**Stored items:**
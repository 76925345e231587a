//! orchestratord configuration types and loading

use eyre::{Context, Result};
use serde::{Deserialize, Serialize};
use std::fs;
use std::path::{Path, PathBuf};

use crate::conductor::ConductorConfig;
use crate::executor::ExecutorConfig;
use crate::retrieval::RetrievalConfig;
use crate::router::RouterConfig;

/// Top-level orchestratord configuration, layered: explicit `--config` path,
/// then `./.orchestratord.yml`, then `$XDG_CONFIG_HOME/orchestratord/config.yml`,
/// then these compiled-in defaults. Every field is `#[serde(default)]` so a
/// partial file is legal.
#[derive(Debug, Clone, Default, Serialize, Deserialize)]
#[serde(default)]
pub struct Config {
    /// LLM backend configuration, one per Router family.
    pub llm: LlmConfig,

    /// Conductor tuning (sync slots, understanding cache, fan-out bounds).
    pub conductor: ConductorConfig,

    /// Executor tuning (worker pool, heartbeat, retries, assignment).
    pub executor: ExecutorConfig,

    /// Router tuning (concurrency ceilings, catalog, embedding cache).
    pub router: RouterConfig,

    /// Retrieval tuning (cache, top-k, reranking, latency thresholds).
    pub retrieval: RetrievalConfig,

    /// Storage configuration.
    pub storage: StorageConfig,
}

impl Config {
    /// Load configuration with fallback chain.
    pub fn load(config_path: Option<&PathBuf>) -> Result<Self> {
        // If explicit config path provided, try to load it
        if let Some(path) = config_path {
            return Self::load_from_file(path).context(format!("Failed to load config from {}", path.display()));
        }

        // Try project-local config: .orchestratord.yml
        let local_config = PathBuf::from(".orchestratord.yml");
        if local_config.exists() {
            match Self::load_from_file(&local_config) {
                Ok(config) => return Ok(config),
                Err(e) => {
                    tracing::warn!("Failed to load config from {}: {}", local_config.display(), e);
                }
            }
        }

        // Try user config: $XDG_CONFIG_HOME/orchestratord/config.yml
        if let Some(config_dir) = dirs::config_dir() {
            let user_config = config_dir.join("orchestratord").join("config.yml");
            if user_config.exists() {
                match Self::load_from_file(&user_config) {
                    Ok(config) => return Ok(config),
                    Err(e) => {
                        tracing::warn!("Failed to load config from {}: {}", user_config.display(), e);
                    }
                }
            }
        }

        // No config file found, use defaults
        tracing::info!("No config file found, using defaults");
        Ok(Self::default())
    }

    fn load_from_file<P: AsRef<Path>>(path: P) -> Result<Self> {
        let content = fs::read_to_string(&path).context("Failed to read config file")?;

        let config: Self = serde_yaml::from_str(&content).context("Failed to parse config file")?;

        tracing::info!("Loaded config from: {}", path.as_ref().display());
        Ok(config)
    }
}

/// LLM backend configuration: one concrete backend per Router family.
#[derive(Debug, Clone, Serialize, Deserialize)]
#[serde(default)]
pub struct LlmConfig {
    /// The low-latency family (Router's "fast" slot).
    pub fast: BackendConfig,

    /// The high-capability family (Router's "heavy" slot), also used for
    /// planning, synthesis and board-escalation prompts.
    pub heavy: BackendConfig,
}

impl Default for LlmConfig {
    fn default() -> Self {
        Self {
            fast: BackendConfig::fast_default(),
            heavy: BackendConfig::heavy_default(),
        }
    }
}

/// A single LLM backend: provider, model, credentials and timeout.
#[derive(Debug, Clone, Serialize, Deserialize)]
#[serde(default)]
pub struct BackendConfig {
    /// Provider name ("anthropic" or "openai").
    pub provider: String,

    /// Model identifier.
    pub model: String,

    /// Environment variable containing the API key.
    #[serde(rename = "api-key-env")]
    pub api_key_env: String,

    /// API base URL.
    #[serde(rename = "base-url")]
    pub base_url: String,

    /// Maximum tokens per response.
    #[serde(rename = "max-tokens")]
    pub max_tokens: u32,

    /// Request timeout in milliseconds.
    #[serde(rename = "timeout-ms")]
    pub timeout_ms: u64,
}

impl Default for BackendConfig {
    fn default() -> Self {
        Self::fast_default()
    }
}

impl BackendConfig {
    fn fast_default() -> Self {
        Self {
            provider: "openai".to_string(),
            model: "gpt-4o-mini".to_string(),
            api_key_env: "OPENAI_API_KEY".to_string(),
            base_url: "https://api.openai.com".to_string(),
            max_tokens: 4096,
            timeout_ms: 60_000,
        }
    }

    fn heavy_default() -> Self {
        Self {
            provider: "anthropic".to_string(),
            model: "claude-sonnet-4-20250514".to_string(),
            api_key_env: "ANTHROPIC_API_KEY".to_string(),
            base_url: "https://api.anthropic.com".to_string(),
            max_tokens: 16384,
            timeout_ms: 300_000,
        }
    }
}

/// Storage configuration.
#[derive(Debug, Clone, Serialize, Deserialize)]
#[serde(default)]
pub struct StorageConfig {
    /// Directory for TaskStore data.
    #[serde(rename = "taskstore-dir")]
    pub taskstore_dir: String,

    /// Warning threshold for JSONL audit-log file size in MB.
    #[serde(rename = "jsonl-warn-mb")]
    pub jsonl_warn_mb: u32,

    /// Error threshold for JSONL audit-log file size in MB.
    #[serde(rename = "jsonl-error-mb")]
    pub jsonl_error_mb: u32,
}

impl Default for StorageConfig {
    fn default() -> Self {
        Self {
            taskstore_dir: ".taskstore".to_string(),
            jsonl_warn_mb: 100,
            jsonl_error_mb: 500,
        }
    }
}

**WORK REQUEST:** None of the records may be left out; each is to be restated exactly.

**EXERCISE SOLUTION:**
repository 76925345e231587a
//! orchestratord configuration types and loading

use eyre::{Context, Result};
use serde::{Deserialize, Serialize};
use std::fs;
use std::path::{Path, PathBuf};

use crate::conductor::ConductorConfig;
use crate::executor::ExecutorConfig;
use crate::retrieval::RetrievalConfig;
use crate::router::RouterConfig;

/// Top-level orchestratord configuration, layered: explicit `--config` path,
/// then `./.orchestratord.yml`, then `$XDG_CONFIG_HOME/orchestratord/config.yml`,
/// then these compiled-in defaults. Every field is `#[serde(default)]` so a
/// partial file is legal.
#[derive(Debug, Clone, Default, Serialize, Deserialize)]
#[serde(default)]
pub struct Config {
    /// LLM backend configuration, one per Router family.
    pub llm: LlmConfig,

    /// Conductor tuning (sync slots, understanding cache, fan-out bounds).
    pub conductor: ConductorConfig,

    /// Executor tuning (worker pool, heartbeat, retries, assignment).
    pub executor: ExecutorConfig,

    /// Router tuning (concurrency ceilings, catalog, embedding cache).
    pub router: RouterConfig,

    /// Retrieval tuning (cache, top-k, reranking, latency thresholds).
    pub retrieval: RetrievalConfig,

    /// Storage configuration.
    pub storage: StorageConfig,
}

impl Config {
    /// Load configuration with fallback chain.
    pub fn load(config_path: Option<&PathBuf>) -> Result<Self> {
        // If explicit config path provided, try to load it
        if let Some(path) = config_path {
            return Self::load_from_file(path).context(format!("Failed to load config from {}", path.display()));
        }

        // Try project-local config: .orchestratord.yml
        let local_config = PathBuf::from(".orchestratord.yml");
        if local_config.exists() {
            match Self::load_from_file(&local_config) {
                Ok(config) => return Ok(config),
                Err(e) => {
                    tracing::warn!("Failed to load config from {}: {}", local_config.display(), e);
                }
            }
        }

        // Try user config: $XDG_CONFIG_HOME/orchestratord/config.yml
        if let Some(config_dir) = dirs::config_dir() {
            let user_config = config_dir.join("orchestratord").join("config.yml");
            if user_config.exists() {
                match Self::load_from_file(&user_config) {
                    Ok(config) => return Ok(config),
                    Err(e) => {
                        tracing::warn!("Failed to load config from {}: {}", user_config.display(), e);
                    }
                }
            }
        }

        // No config file found, use defaults
        tracing::info!("No config file found, using defaults");
        Ok(Self::default())
    }

    fn load_from_file<P: AsRef<Path>>(path: P) -> Result<Self> {
        let content = fs::read_to_string(&path).context("Failed to read config file")?;

        let config: Self = serde_yaml::from_str(&content).context("Failed to parse config file")?;

        tracing::info!("Loaded config from: {}", path.as_ref().display());
        Ok(config)
    }
}

/// LLM backend configuration: one concrete backend per Router family.
#[derive(Debug, Clone, Serialize, Deserialize)]
#[serde(default)]
pub struct LlmConfig {
    /// The low-latency family (Router's "fast" slot).
    pub fast: BackendConfig,

    /// The high-capability family (Router's "heavy" slot), also used for
    /// planning, synthesis and board-escalation prompts.
    pub heavy: BackendConfig,
}

impl Default for LlmConfig {
    fn default() -> Self {
        Self {
            fast: BackendConfig::fast_default(),
            heavy: BackendConfig::heavy_default(),
        }
    }
}

/// A single LLM backend: provider, model, credentials and timeout.
#[derive(Debug, Clone, Serialize, Deserialize)]
#[serde(default)]
pub struct BackendConfig {
    /// Provider name ("anthropic" or "openai").
    pub provider: String,

    /// Model identifier.
    pub model: String,

    /// Environment variable containing the API key.
    #[serde(rename = "api-key-env")]
    pub api_key_env: String,

    /// API base URL.
    #[serde(rename = "base-url")]
    pub base_url: String,

    /// Maximum tokens per response.
    #[serde(rename = "max-tokens")]
    pub max_tokens: u32,

    /// Request timeout in milliseconds.
    #[serde(rename = "timeout-ms")]
    pub timeout_ms: u64,
}

impl Default for BackendConfig {
    fn default() -> Self {
        Self::fast_default()
    }
}

impl BackendConfig {
    fn fast_default() -> Self {
        Self {
            provider: "openai".to_string(),
            model: "gpt-4o-mini".to_string(),
            api_key_env: "OPENAI_API_KEY".to_string(),
            base_url: "https://api.openai.com".to_string(),
            max_tokens: 4096,
            timeout_ms: 60_000,
        }
    }

    fn heavy_default() -> Self {
        Self {
            provider: "anthropic".to_string(),
            model: "claude-sonnet-4-20250514".to_string(),
            api_key_env: "ANTHROPIC_API_KEY".to_string(),
            base_url: "https://api.anthropic.com".to_string(),
            max_tokens: 16384,
            timeout_ms: 300_000,
        }
    }
}

/// Storage configuration.
#[derive(Debug, Clone, Serialize, Deserialize)]
#[serde(default)]
pub struct StorageConfig {
    /// Directory for TaskStore data.
    #[serde(rename = "taskstore-dir")]
    pub taskstore_dir: String,

    /// Warning threshold for JSONL audit-log file size in MB.
    #[serde(rename = "jsonl-warn-mb")]
    pub jsonl_warn_mb: u32,

    /// Error threshold for JSONL audit-log file size in MB.
    #[serde(rename = "jsonl-error-mb")]
    pub jsonl_error_mb: u32,
}

impl Default for StorageConfig {
    fn default() -> Self {
        Self {
            taskstore_dir: ".taskstore".to_string(),
            jsonl_warn_mb: 100,
            jsonl_error_mb: 500,
        }
    }
}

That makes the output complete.